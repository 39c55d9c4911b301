use std::sync::Arc;
use std::time::Duration;

use log::{debug, info, warn};
use reqwest::StatusCode;
use reqwest::header::{ACCEPT, USER_AGENT};
use semver::Version;
use serde::{Deserialize, Serialize};
use thiserror::Error;

use crate::release_cache::ReleaseCache;

pub const GITHUB_REPO: &str = "fervilela-dev/FVD-Mobile-Bottom-Bar";
pub const GITHUB_API_BASE: &str = "https://api.github.com";
pub const RELEASE_ASSET_ZIP: &str = "fvd-mobile-bottom-bar.zip";
pub const SLUG: &str = "fvd-mobile-bottom-bar";
pub const REQUEST_TIMEOUT: Duration = Duration::from_secs(10);

const GITHUB_ACCEPT: &str = "application/vnd.github+json";

/// An update worth offering: the release is strictly newer than what runs.
#[derive(Debug, Clone, PartialEq, Eq, Serialize)]
pub struct AppUpdate {
    pub current_version: String,
    pub new_version: String,
    pub package_url: String,
    pub release_url: String,
}

/// What the checker keeps from a release.
#[derive(Debug, Clone, PartialEq, Eq, Serialize, Deserialize)]
pub struct ReleasePayload {
    pub tag_name: String,
    pub zip_url: String,
    pub html_url: String,
    pub published_at: String,
}

#[derive(Debug, Clone, Deserialize)]
pub struct GitHubAsset {
    #[serde(default)]
    pub name: String,
    #[serde(default)]
    pub browser_download_url: String,
}

#[derive(Debug, Deserialize)]
pub struct GitHubRelease {
    #[serde(default)]
    pub tag_name: String,
    #[serde(default)]
    pub html_url: Option<String>,
    #[serde(default)]
    pub published_at: Option<String>,
    #[serde(default)]
    pub assets: Vec<GitHubAsset>,
}

#[derive(Debug, Error)]
pub enum UpdateError {
    #[error("failed to build HTTP client: {0}")]
    ClientBuild(#[source] reqwest::Error),
    #[error("failed to check for update: {0}")]
    Request(#[source] reqwest::Error),
    #[error("update check failed with HTTP {status}{body_snippet}")]
    HttpStatus {
        status: StatusCode,
        body_snippet: String,
    },
    #[error("failed to parse update response: {0}")]
    Parse(#[source] reqwest::Error),
    #[error("latest release has no tag name")]
    MissingTag,
    #[error("latest release has no asset named {asset}")]
    AssetNotFound { asset: String },
}

/// HTTP client with the given request timeout.
///
/// # Errors
/// Returns [`UpdateError::ClientBuild`] when the TLS backend cannot be set up.
pub fn http_client(timeout: Duration) -> Result<reqwest::Client, UpdateError> {
    reqwest::Client::builder()
        .timeout(timeout)
        .build()
        .map_err(UpdateError::ClientBuild)
}

/// Looks up the latest GitHub release and keeps it in a shared cache.
#[derive(Debug, Clone)]
pub struct ReleaseChecker {
    client: reqwest::Client,
    cache: Arc<ReleaseCache>,
    api_base: String,
    repo: String,
    asset_name: String,
}

impl ReleaseChecker {
    #[must_use]
    pub fn new(client: reqwest::Client, cache: Arc<ReleaseCache>) -> Self {
        Self {
            client,
            cache,
            api_base: GITHUB_API_BASE.to_string(),
            repo: GITHUB_REPO.to_string(),
            asset_name: RELEASE_ASSET_ZIP.to_string(),
        }
    }

    #[must_use]
    pub fn with_api_base(mut self, api_base: impl Into<String>) -> Self {
        self.api_base = api_base.into();
        self
    }

    #[must_use]
    pub fn with_repo(mut self, repo: impl Into<String>) -> Self {
        self.repo = repo.into();
        self
    }

    #[must_use]
    pub fn with_asset_name(mut self, asset_name: impl Into<String>) -> Self {
        self.asset_name = asset_name.into();
        self
    }

    #[must_use]
    pub fn cache(&self) -> &Arc<ReleaseCache> {
        &self.cache
    }

    #[must_use]
    pub fn latest_release_url(&self) -> String {
        format!(
            "{}/repos/{}/releases/latest",
            self.api_base.trim_end_matches('/'),
            self.repo
        )
    }

    /// Compare the latest release against `current_version`.
    ///
    /// Uses the cached payload while it is fresh, otherwise fetches once.
    /// Every failure is logged and reported as no update; failures are never
    /// cached.
    pub async fn check_for_update(&self, current_version: &str) -> Option<AppUpdate> {
        let payload = if let Some(payload) = self.cache.get() {
            debug!("Using cached release {}", payload.tag_name);
            payload
        } else {
            match self.fetch_release_payload().await {
                Ok(payload) => {
                    info!("Latest release is {}", payload.tag_name);
                    self.cache.store(payload.clone());
                    payload
                }
                Err(error) => {
                    warn!("Update check skipped: {error}");
                    return None;
                }
            }
        };

        update_for(&payload, current_version)
    }

    /// Fetch and validate the latest release without touching the cache.
    ///
    /// # Errors
    /// Returns an error when the request fails, the status is not 200, the
    /// body cannot be parsed, the tag is empty, or the expected asset is
    /// missing.
    pub async fn fetch_release_payload(&self) -> Result<ReleasePayload, UpdateError> {
        let url = self.latest_release_url();
        debug!("Fetching {url}");

        let response = self
            .client
            .get(&url)
            .header(ACCEPT, GITHUB_ACCEPT)
            .header(USER_AGENT, SLUG)
            .send()
            .await
            .map_err(UpdateError::Request)?;

        if response.status() != StatusCode::OK {
            let status = response.status();
            let body_snippet = response
                .text()
                .await
                .ok()
                .map(|body| response_snippet(&body, 160))
                .unwrap_or_default();
            return Err(UpdateError::HttpStatus {
                status,
                body_snippet,
            });
        }

        let release: GitHubRelease = response.json().await.map_err(UpdateError::Parse)?;
        payload_from_release(release, &self.asset_name)
    }
}

fn payload_from_release(
    release: GitHubRelease,
    asset_name: &str,
) -> Result<ReleasePayload, UpdateError> {
    let tag = release.tag_name.trim().trim_start_matches('v');
    if tag.is_empty() {
        return Err(UpdateError::MissingTag);
    }

    let zip_url = release
        .assets
        .iter()
        .find(|asset| asset.name == asset_name && !asset.browser_download_url.is_empty())
        .map(|asset| asset.browser_download_url.clone())
        .ok_or_else(|| UpdateError::AssetNotFound {
            asset: asset_name.to_string(),
        })?;

    Ok(ReleasePayload {
        tag_name: tag.to_string(),
        zip_url,
        html_url: release.html_url.unwrap_or_default(),
        published_at: release.published_at.unwrap_or_default(),
    })
}

/// The update to offer for `payload`, if it is newer than `current_version`.
#[must_use]
pub fn update_for(payload: &ReleasePayload, current_version: &str) -> Option<AppUpdate> {
    let current = current_version.strip_prefix('v').unwrap_or(current_version);
    if !is_newer_version(&payload.tag_name, current) {
        debug!(
            "Release {} is not newer than {current}",
            payload.tag_name
        );
        return None;
    }

    Some(AppUpdate {
        current_version: current.to_string(),
        new_version: payload.tag_name.clone(),
        package_url: payload.zip_url.clone(),
        release_url: payload.html_url.clone(),
    })
}

fn response_snippet(body: &str, max_chars: usize) -> String {
    let snippet: String = body.chars().take(max_chars).collect();
    if snippet.is_empty() {
        String::new()
    } else {
        format!(": {snippet}")
    }
}

/// Semantic-version ordering; versions that cannot be read never compare as
/// newer.
#[must_use]
pub fn is_newer_version(latest: &str, current: &str) -> bool {
    match (parse_semver(latest), parse_semver(current)) {
        (Some(latest), Some(current)) => latest > current,
        _ => false,
    }
}

fn parse_semver(version: &str) -> Option<Version> {
    let version = version.trim();
    if let Ok(parsed) = Version::parse(version) {
        return Some(parsed);
    }

    let (core, suffix) = split_semver_core_and_suffix(version);
    let mut parts = core.split('.');
    let major = parts.next()?.parse::<u64>().ok()?;
    let minor = parts.next().and_then(|part| part.parse::<u64>().ok());
    let patch = parts.next().and_then(|part| part.parse::<u64>().ok());

    if parts.next().is_some() {
        return None;
    }

    let normalized = match (minor, patch) {
        (None, None) => format!("{major}.0.0{suffix}"),
        (Some(minor), None) => format!("{major}.{minor}.0{suffix}"),
        (Some(minor), Some(patch)) => format!("{major}.{minor}.{patch}{suffix}"),
        (None, Some(_)) => return None,
    };

    Version::parse(&normalized).ok()
}

fn split_semver_core_and_suffix(version: &str) -> (&str, &str) {
    let suffix_idx = version.find(['-', '+']).unwrap_or(version.len());
    (&version[..suffix_idx], &version[suffix_idx..])
}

-- What you need to do --
Transcribe the material exactly, stopping after the "than what runs." line.

-- Answer to the problem --
repository 39c55d9c4911b301
use std::sync::Arc;
use std::time::Duration;

use log::{debug, info, warn};
use reqwest::StatusCode;
use reqwest::header::{ACCEPT, USER_AGENT};
use semver::Version;
use serde::{Deserialize, Serialize};
use thiserror::Error;

use crate::release_cache::ReleaseCache;

pub const GITHUB_REPO: &str = "fervilela-dev/FVD-Mobile-Bottom-Bar";
pub const GITHUB_API_BASE: &str = "https://api.github.com";
pub const RELEASE_ASSET_ZIP: &str = "fvd-mobile-bottom-bar.zip";
pub const SLUG: &str = "fvd-mobile-bottom-bar";
pub const REQUEST_TIMEOUT: Duration = Duration::from_secs(10);

const GITHUB_ACCEPT: &str = "application/vnd.github+json";

/// An update worth offering: the release is strictly newer than what runs.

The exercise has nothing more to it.